══ PROVIDED RECORDS
//! Edge set construction for the labeling graph.

use std::collections::HashMap;

use rayon::prelude::*;

use crate::error::Result;
use crate::model::{BoundingBox, Document, SpatialObject};

use super::edge::{Edge, EdgeKind, EdgeRecord};
use super::neighbors::{neighbor_pairs, Axis};
use super::options::GraphOptions;

/// Computes the edges between the objects of a page and of the page before.
///
/// Computation is sequential inside a page; only independent documents are
/// processed in parallel (see [`GraphBuilder::build_documents`]).
#[derive(Debug, Clone, Default)]
pub struct GraphBuilder {
    options: GraphOptions,
}

impl GraphBuilder {
    /// Create a graph builder with the given options.
    pub fn new(options: GraphOptions) -> Self {
        Self { options }
    }

    /// The builder options.
    pub fn options(&self) -> &GraphOptions {
        &self.options
    }

    /// Complete edge set of a page.
    ///
    /// Horizontal neighbor edges come first, then vertical ones, then the
    /// cross-page edges with `prev` (the previous page's objects, `None` on
    /// the first page). Every box is checked before any edge is computed.
    pub fn compute_edges<'a>(
        &self,
        prev: Option<&[&'a SpatialObject]>,
        page: &[&'a SpatialObject],
    ) -> Result<Vec<Edge<'a>>> {
        self.page_edges(prev, page, self.options.page_extent)
    }

    fn page_edges<'a>(
        &self,
        prev: Option<&[&'a SpatialObject]>,
        page: &[&'a SpatialObject],
        extent: Option<BoundingBox>,
    ) -> Result<Vec<Edge<'a>>> {
        let page_boxes = self.resolve_boxes(page)?;
        let prev_boxes = match prev {
            Some(objects) => Some(self.resolve_boxes(objects)?),
            None => None,
        };

        let (horizontal, vertical) = self.neighbor_edges(page, &page_boxes, extent)?;
        let mut edges = horizontal;
        edges.extend(vertical);

        if let (Some(prev), Some(prev_boxes)) = (prev, prev_boxes) {
            edges.extend(overlap_edges(prev, &prev_boxes, page, &page_boxes));
        }

        Ok(edges)
    }

    /// Horizontal and vertical neighbor edges between the objects of a page.
    pub fn page_neighbor_edges<'a>(
        &self,
        page: &[&'a SpatialObject],
    ) -> Result<(Vec<Edge<'a>>, Vec<Edge<'a>>)> {
        let boxes = self.resolve_boxes(page)?;
        self.neighbor_edges(page, &boxes, self.options.page_extent)
    }

    /// `CrossPage` edges between overlapping objects of two consecutive pages.
    ///
    /// Both pages are assumed to share one coordinate frame.
    pub fn cross_page_edges<'a>(
        &self,
        prev: &[&'a SpatialObject],
        page: &[&'a SpatialObject],
    ) -> Result<Vec<Edge<'a>>> {
        let prev_boxes = self.resolve_boxes(prev)?;
        let page_boxes = self.resolve_boxes(page)?;
        Ok(overlap_edges(prev, &prev_boxes, page, &page_boxes))
    }

    /// Graph boxes of the objects, polygon boxes shrunk when enabled.
    fn resolve_boxes(&self, objects: &[&SpatialObject]) -> Result<Vec<BoundingBox>> {
        objects
            .iter()
            .map(|o| {
                let bbox = o.bounding_box()?;
                if self.options.shrink_polygons && o.has_polygon_geometry() {
                    Ok(bbox.shrink_for_graph())
                } else {
                    Ok(bbox)
                }
            })
            .collect()
    }

    // Without an extent, the short-edge limits come from the enclosing box
    // of the nodes, so a single-row page gets a near-zero vertical limit.
    fn neighbor_edges<'a>(
        &self,
        page: &[&'a SpatialObject],
        boxes: &[BoundingBox],
        extent: Option<BoundingBox>,
    ) -> Result<(Vec<Edge<'a>>, Vec<Edge<'a>>)> {
        if page.is_empty() {
            return Ok((Vec::new(), Vec::new()));
        }

        let mut horizontal = neighbor_pairs(boxes, Axis::Horizontal);
        let mut vertical = neighbor_pairs(boxes, Axis::Vertical);

        if self.options.short_edges_only {
            let extent = match extent {
                Some(extent) => extent,
                None => BoundingBox::enclosing(boxes.iter().copied())?,
            };
            let max_h = self.options.short_edge_ratio * extent.width;
            let max_v = self.options.short_edge_ratio * extent.height;
            let (h_before, v_before) = (horizontal.len(), vertical.len());

            horizontal.retain(|&(a, b)| boxes[a].center_distance(&boxes[b]) <= max_h);
            vertical.retain(|&(a, b)| boxes[a].center_distance(&boxes[b]) <= max_v);

            log::debug!(
                "short edges: kept {}/{} horizontal (max {:.1}), {}/{} vertical (max {:.1})",
                horizontal.len(),
                h_before,
                max_h,
                vertical.len(),
                v_before,
                max_v
            );
        }

        let to_edges = |pairs: Vec<(usize, usize)>, kind: EdgeKind| {
            pairs
                .into_iter()
                .map(|(a, b)| Edge::new(kind, page[a], page[b]))
                .collect::<Vec<_>>()
        };
        Ok((
            to_edges(horizontal, EdgeKind::Horizontal),
            to_edges(vertical, EdgeKind::Vertical),
        ))
    }

    /// Graph of a whole document.
    ///
    /// Nodes are the objects named `node_name`, page by page in document
    /// order. Each page is linked to the page before it.
    pub fn build_document<'a>(
        &self,
        doc: &'a Document,
        node_name: &str,
    ) -> Result<DocumentGraph<'a>> {
        let mut graph = DocumentGraph::default();
        let mut prev: Option<Vec<&'a SpatialObject>> = None;

        for page in &doc.pages {
            let objects = page.all_named_objects(node_name);
            if objects.is_empty() {
                log::warn!(
                    "page {} has no '{}' object",
                    page.page.unwrap_or_default(),
                    node_name
                );
            }

            let extent = self.options.page_extent.or_else(|| page.bounding_box().ok());
            let edges = self.page_edges(prev.as_deref(), &objects, extent)?;
            log::debug!(
                "page {}: {} nodes, {} edges",
                page.page.unwrap_or_default(),
                objects.len(),
                edges.len()
            );

            graph.edges.extend(edges);
            graph.nodes.extend(objects.iter().copied());
            prev = Some(objects);
        }

        Ok(graph)
    }

    /// Graphs of several independent documents, in input order.
    ///
    /// Documents run on the rayon pool when the `parallel` option is set.
    pub fn build_documents<'a>(
        &self,
        docs: &'a [Document],
        node_name: &str,
    ) -> Result<Vec<DocumentGraph<'a>>> {
        if self.options.parallel {
            docs.par_iter()
                .map(|doc| self.build_document(doc, node_name))
                .collect()
        } else {
            docs.iter()
                .map(|doc| self.build_document(doc, node_name))
                .collect()
        }
    }
}

fn overlap_edges<'a>(
    prev: &[&'a SpatialObject],
    prev_boxes: &[BoundingBox],
    page: &[&'a SpatialObject],
    page_boxes: &[BoundingBox],
) -> Vec<Edge<'a>> {
    let mut edges = Vec::new();
    for (&p, pbox) in prev.iter().zip(prev_boxes) {
        for (&c, cbox) in page.iter().zip(page_boxes) {
            if pbox.overlap(cbox) {
                edges.push(Edge::cross_page(p, c));
            }
        }
    }
    edges
}

/// Nodes and edges of a document, borrowed from it.
#[derive(Debug, Clone, Default)]
pub struct DocumentGraph<'a> {
    /// Graph nodes in document order
    pub nodes: Vec<&'a SpatialObject>,
    /// Edges, page by page
    pub edges: Vec<Edge<'a>>,
}

impl<'a> DocumentGraph<'a> {
    /// Number of nodes.
    pub fn node_count(&self) -> usize {
        self.nodes.len()
    }

    /// Number of edges.
    pub fn edge_count(&self) -> usize {
        self.edges.len()
    }

    /// Edges of one kind.
    pub fn edges_of_kind(&self, kind: EdgeKind) -> impl Iterator<Item = &Edge<'a>> {
        self.edges.iter().filter(move |e| e.kind == kind)
    }

    /// Add a caller-defined edge.
    pub fn add_virtual_edge(&mut self, a: &'a SpatialObject, b: &'a SpatialObject) {
        self.edges.push(Edge::virtual_edge(a, b));
    }

    /// Position of an object in `nodes`.
    pub fn node_index(&self, object: &SpatialObject) -> Option<usize> {
        self.nodes.iter().position(|n| std::ptr::eq(*n, object))
    }

    /// Edges as `(a, b, kind)` node-index triples, the form a graph-labeling
    /// model consumes. Edges touching an object outside `nodes` are skipped.
    pub fn index_edges(&self) -> Vec<(usize, usize, EdgeKind)> {
        let index: HashMap<*const SpatialObject, usize> = self
            .nodes
            .iter()
            .enumerate()
            .map(|(i, n)| (*n as *const SpatialObject, i))
            .collect();

        self.edges
            .iter()
            .filter_map(|e| {
                let a = index.get(&(e.a as *const SpatialObject))?;
                let b = index.get(&(e.b as *const SpatialObject))?;
                Some((*a, *b, e.kind))
            })
            .collect()
    }

    /// Owned records of every edge.
    pub fn records(&self) -> Vec<EdgeRecord> {
        self.edges.iter().map(Edge::record).collect()
    }
}

#[cfg(test)]
mod tests {
    use super::*;
    use crate::error::Error;
    use crate::model::names;

    fn text(id: &str, x: f64, y: f64, w: f64, h: f64) -> SpatialObject {
        SpatialObject::new(names::TEXT)
            .with_id(id)
            .with_bbox(BoundingBox::new(x, y, w, h))
    }

    #[test]
    fn test_three_in_a_row() {
        let objs = [
            text("a", 0.0, 0.0, 5.0, 5.0),
            text("b", 10.0, 0.0, 5.0, 5.0),
            text("c", 20.0, 0.0, 5.0, 5.0),
        ];
        let page: Vec<&SpatialObject> = objs.iter().collect();
        let edges = GraphBuilder::default().compute_edges(None, &page).unwrap();

        assert_eq!(edges.len(), 2);
        assert!(edges.iter().all(|e| e.kind == EdgeKind::Horizontal));
        assert!(edges[0].connects(&objs[0], &objs[1]));
        assert!(edges[1].connects(&objs[1], &objs[2]));
    }

    #[test]
    fn test_empty_page() {
        let edges = GraphBuilder::default().compute_edges(None, &[]).unwrap();
        assert!(edges.is_empty());

        let short = GraphBuilder::new(GraphOptions::new().short_edges_only());
        assert!(short.compute_edges(Some(&[][..]), &[]).unwrap().is_empty());
    }

    #[test]
    fn test_cross_page_overlap() {
        let prev_obj = text("p", 0.0, 0.0, 10.0, 10.0);
        let same = text("s", 0.0, 0.0, 10.0, 10.0);
        let far = text("f", 100.0, 100.0, 10.0, 10.0);
        let builder = GraphBuilder::default();

        let edges = builder.compute_edges(Some(&[&prev_obj][..]), &[&same]).unwrap();
        assert_eq!(edges.len(), 1);
        assert_eq!(edges[0].kind, EdgeKind::CrossPage);
        assert!(std::ptr::eq(edges[0].a, &prev_obj));

        let edges = builder.compute_edges(Some(&[&prev_obj][..]), &[&far]).unwrap();
        assert!(edges.is_empty());
    }

    #[test]
    fn test_invalid_geometry_fails_fast() {
        let mut bad = text("bad", 0.0, 0.0, -1.0, 5.0);
        bad.page = Some(3);
        let good = text("good", 10.0, 0.0, 5.0, 5.0);

        let err = GraphBuilder::default()
            .compute_edges(None, &[&good, &bad])
            .unwrap_err();
        match err {
            Error::InvalidGeometry { node, .. } => {
                assert_eq!(node.id.as_deref(), Some("bad"));
                assert_eq!(node.page, Some(3));
            }
            other => panic!("unexpected error {other:?}"),
        }
    }

    #[test]
    fn test_invalid_previous_page_fails() {
        let bad = text("bad", 0.0, 0.0, 5.0, -5.0);
        let good = text("good", 0.0, 0.0, 5.0, 5.0);
        let result = GraphBuilder::default().compute_edges(Some(&[&bad][..]), &[&good]);
        assert!(matches!(result, Err(Error::InvalidGeometry { .. })));
    }

    #[test]
    fn test_short_edges_only() {
        // page 1000 wide: max horizontal edge = 150
        let objs = [
            text("a", 0.0, 0.0, 10.0, 10.0),
            text("b", 50.0, 0.0, 10.0, 10.0),
            text("c", 500.0, 0.0, 10.0, 10.0),
        ];
        let page: Vec<&SpatialObject> = objs.iter().collect();
        let options = GraphOptions::new()
            .short_edges_only()
            .with_page_extent(BoundingBox::new(0.0, 0.0, 1000.0, 1000.0));

        let all = GraphBuilder::default().compute_edges(None, &page).unwrap();
        assert_eq!(all.len(), 2);

        let short = GraphBuilder::new(options).compute_edges(None, &page).unwrap();
        assert_eq!(short.len(), 1);
        assert!(short[0].connects(&objs[0], &objs[1]));
    }

    #[test]
    fn test_polygon_boxes_are_shrunk() {
        // the fitted rectangles overlap by 5 vertically
        let upper = SpatialObject::new(names::TEXT)
            .with_id("upper")
            .with_attribute("points", "0,0 300,0 300,40 0,40");
        let lower = SpatialObject::new(names::TEXT)
            .with_id("lower")
            .with_attribute("points", "310,35 610,35 610,75 310,75");
        let page = [&upper, &lower];

        let shrunk = GraphBuilder::default().compute_edges(None, &page).unwrap();
        assert!(shrunk.is_empty());

        let raw = GraphBuilder::new(GraphOptions::new().with_polygon_shrink(false))
            .compute_edges(None, &page)
            .unwrap();
        assert_eq!(raw.len(), 1);
        assert_eq!(raw[0].kind, EdgeKind::Horizontal);
    }

    #[test]
    fn test_explicit_boxes_are_not_shrunk() {
        let upper = text("upper", 0.0, 0.0, 300.0, 40.0);
        let lower = text("lower", 310.0, 35.0, 300.0, 40.0);
        let edges = GraphBuilder::default()
            .compute_edges(None, &[&upper, &lower])
            .unwrap();
        assert_eq!(edges.len(), 1);
    }

    #[test]
    fn test_edge_order_is_reproducible() {
        let objs = [
            text("a", 0.0, 0.0, 10.0, 10.0),
            text("b", 20.0, 0.0, 10.0, 10.0),
            text("c", 0.0, 20.0, 10.0, 10.0),
            text("d", 20.0, 20.0, 10.0, 10.0),
        ];
        let page: Vec<&SpatialObject> = objs.iter().collect();
        let builder = GraphBuilder::default();

        let first: Vec<_> = builder
            .compute_edges(None, &page)
            .unwrap()
            .iter()
            .map(Edge::record)
            .collect();
        let second: Vec<_> = builder
            .compute_edges(None, &page)
            .unwrap()
            .iter()
            .map(Edge::record)
            .collect();
        assert_eq!(first, second);

        let kinds: Vec<_> = first.iter().map(|r| r.kind).collect();
        assert_eq!(
            kinds,
            vec![
                EdgeKind::Horizontal,
                EdgeKind::Horizontal,
                EdgeKind::Vertical,
                EdgeKind::Vertical
            ]
        );
    }

    #[test]
    fn test_index_edges() {
        let a = text("a", 0.0, 0.0, 5.0, 5.0);
        let b = text("b", 10.0, 0.0, 5.0, 5.0);
        let outsider = text("x", 0.0, 0.0, 1.0, 1.0);

        let mut graph = DocumentGraph {
            nodes: vec![&a, &b],
            edges: vec![Edge::horizontal(&a, &b)],
        };
        graph.add_virtual_edge(&b, &outsider);

        assert_eq!(graph.node_index(&b), Some(1));
        assert_eq!(graph.node_index(&outsider), None);
        assert_eq!(graph.index_edges(), vec![(0, 1, EdgeKind::Horizontal)]);
        assert_eq!(graph.edges_of_kind(EdgeKind::Virtual).count(), 1);
    }
}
════
- EXERCISE DETAILS:
Take every line from the data that contains the word "upper".

- RESULT OF THE TASK:
        let upper = SpatialObject::new(names::TEXT)
            .with_id("upper")
        let page = [&upper, &lower];
        let upper = text("upper", 0.0, 0.0, 300.0, 40.0);
            .compute_edges(None, &[&upper, &lower])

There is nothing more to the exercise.